Section 1031 Can Help Accomplish 2019 Goals
As the year winds down, many of us are beginning our annual list of resolutions and evaluating our goals. For some, our goals might include the purchase of a vacation home, diversify our real estate portfolio, increase our revenue stream, retire and maybe even find more time to enjoy life. Yes, they all sound great but for those that currently own investment property, a 1031 exchange may help you accomplish these goals even sooner!
A 1031 exchange is a tax deferral strategy allowed under Section 1031 of the Internal Revenue Code. It provides that no gain or loss will be recognized on the exchange of real property held for use in a trade or business or for investment. The deferral includes the gain and depreciation recapture. A 1031 exchange is much like a sale followed by the acquisition of real property linked together by paperwork and completed within the required time periods. To maximize your tax deferral, you must acquire replacement property of equal or greater net value and net equity or pay tax on the difference. A qualified intermediary is an independent party that is required to facilitate your exchange.
Acquire a Vacation Home
Today's market conditions are providing incredible opportunities that may not be here when you are ready to buy a vacation home in a few years. While interest rates are starting to tick upwards, they are still near historic lows and make properties that were once out of reach now viable. While you cannot acquire a vacation home directly through a 1031 exchange, you can acquire a property that would be used as a rental for two years and then converted into your vacation home. Exchange an investment property for another rental in the resort area of your choice. Use the replacement property as a rental for at least two years while minimizing your personal use and then you can convert it to your vacation home.
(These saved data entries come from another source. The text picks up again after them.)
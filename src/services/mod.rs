//! Business logic services
//!
//! Each service borrows the parts of [`crate::AppState`] it needs for the
//! duration of one call, so the store has a single owner and no locking.

pub mod assets;
pub mod auth;
pub mod employees;
pub mod stats;

pub use assets::AssetsService;
pub use auth::AuthService;
pub use employees::EmployeesService;
pub use stats::{AlertReason, DashboardSnapshot, DashboardStats, MaintenanceAlert, StatsService};
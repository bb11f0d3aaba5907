//! Employee domain methods on Repository

use std::sync::Arc;

use chrono::NaiveDate;

use super::Repository;
use crate::models::{AssetStatus, AssigneeOption, CreateEmployee, Employee, EmployeeId, UpdateEmployee};

impl Repository {
    /// All employees, in creation order
    pub fn employees_list(&self) -> Arc<Vec<Employee>> {
        self.employees.snapshot()
    }

    pub fn employees_get(&self, id: EmployeeId) -> Option<&Employee> {
        self.employees.find(|e| e.id == id)
    }

    pub fn employees_get_by_name(&self, name: &str) -> Option<&Employee> {
        self.employees.find(|e| e.name == name)
    }

    /// True when another employee than `except` already uses `name`
    pub fn employees_name_taken(&self, name: &str, except: Option<EmployeeId>) -> bool {
        self.employees
            .find(|e| e.name == name && Some(e.id) != except)
            .is_some()
    }

    /// Append a new employee joined on `join_date`. Assets already recorded
    /// under a name nobody else uses are listed as theirs.
    pub fn employees_create(&mut self, data: CreateEmployee, join_date: NaiveDate) -> Employee {
        let assigned_assets = if self.employees_name_taken(&data.name, None) {
            Vec::new()
        } else {
            self.assets_held_by(&data.name).into_iter().map(|a| a.name).collect()
        };
        let employee = Employee {
            id: EmployeeId::new(self.employees.take_seq()),
            name: data.name,
            email: data.email,
            department: data.department,
            role: data.role,
            assigned_assets,
            join_date,
        };
        self.employees.push(employee.clone());
        self.touch();
        employee
    }

    /// Merge `data` onto the employee. Held assets follow a rename or a
    /// department change.
    pub fn employees_update(&mut self, id: EmployeeId, data: &UpdateEmployee) -> Option<Employee> {
        let old_name = self.employees_get(id)?.name.clone();
        let updated = self.employees.update_where(|e| e.id == id, |e| e.apply(data))?;

        let new_name = updated.name.clone();
        let department = updated.department;
        self.assets.update_all(|asset| {
            if asset.assigned_to.as_deref() != Some(old_name.as_str()) {
                return false;
            }
            let changed = new_name != old_name || asset.department != Some(department);
            asset.assigned_to = Some(new_name.clone());
            asset.department = Some(department);
            changed
        });
        self.touch();
        Some(updated)
    }

    /// Remove the employee; assets they held become available
    pub fn employees_delete(&mut self, id: EmployeeId) -> Option<Employee> {
        let removed = self.employees.remove_where(|e| e.id == id)?;
        let released = self.assets.update_all(|asset| {
            if asset.assigned_to.as_deref() == Some(removed.name.as_str()) {
                asset.clear_assignment(AssetStatus::Available);
                true
            } else {
                false
            }
        });
        if released > 0 {
            tracing::info!("Released {} assets held by deleted employee {}", released, removed.id);
        }
        self.touch();
        Some(removed)
    }

    /// Choices offered by the assignment dialog
    pub fn employees_assignees(&self) -> Vec<AssigneeOption> {
        self.employees
            .as_slice()
            .iter()
            .map(|e| AssigneeOption {
                name: e.name.clone(),
                department: e.department,
            })
            .collect()
    }
}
Retire to a Warmer Climate
Similar to the strategy explained above, an investment property can be exchanged for a rental property that could be converted to your primary residence after two years. When selling the house you lived in before relocating, if you used it as your principal residence for at least 24 of 60 months prior to the sale, you can exclude up to $250,000 of gain if you are single / $500,000 if married filing jointly.
Business Exit Strategy
If you own a business and are planning to retire, you may also own real estate used by your business. While the goodwill associated with your business cannot be deferred through Section 1031, the real estate can be exchanged for other real property. This allows you to defer the gain and depreciation recapture but also buy something that will eventually be your retirement home or second residence and/or create a new cash flow.
Diversification of Properties
One of the great benefits of 1031 is the ability to diversify your properties to better fit your needs while creating a well-balanced real estate portfolio. Whether you wish to diversify the specific type of property or their geographic locations, 1031 can help you accomplish this goal.
Increased Cash Flow
Use 1031 to exchange your investment properties for replacement property with a greater return on investment. Whether the new property is newer, has more units or is closer to the water in a resort community, exchange up and enjoy your additional cash flow.
More Time to Enjoy Life
Anyone who has rental properties knows they can take quite a bit of your time to manage and maintain. If you have amassed significant real estate value, you might consider exchanging into a Triple Net Lease (NNN) property or Delaware Statutory Trust (DST) interest. A NNN requires the tenant to pay rent, as well as, some or all of the property expenses including real estate taxes, insurance, maintenance, repairs, utilities and other items. With this passive investment, you can get back to doing the things in life you enjoy.
Expand or Relocate your Business
Whether your current facilities are too big, too small or no longer in an ideal location, a 1031 exchange can help you relocate into that new, more desirable replacement property. The exchange allows you to defer the gain as well as the depreciation recapture so all your equity stays invested in real estate and working more efficiently for you. You can even use a 1031 exchange to split your equity towards multiple locations.
While you can no longer exchange tangible personal property, such as furniture, fixtures and equipment, and relinquishing them does create a taxable event, it is important to note that you would be eligible for 100% immediate expensing on the acquisition of new capital assets. This gives you the opportunity to relocate your business and replace equipment, fixtures and furniture to set yourself up for additional growth in 2019 and beyond.
Refinance to Accomplish Other Goals
To maximize your tax deferral in a 1031 exchange, you must reinvest all of the equity netted from the sale of your relinquished property. Fortunately, there is nothing to prevent you from refinancing after you complete your purchase which enables you to pull cash out tax-free. This cash can be used to accomplish many other objectives from making improvements to the new property, acquiring other real estate or diversifying your investment portfolio by investing in stocks, bonds or mutual funds. Some of this money could be used to pay college tuition for your child or grandchild, plan the vacation of your dreams or purchase the boat you always wanted.
Many investors are well aware that a 1031 exchange provides immediate tax deferral and is a great way to build your real estate portfolio. Unfortunately, many fail to realize that 1031 exchanges can also be used to help you accomplish many long-term objectives.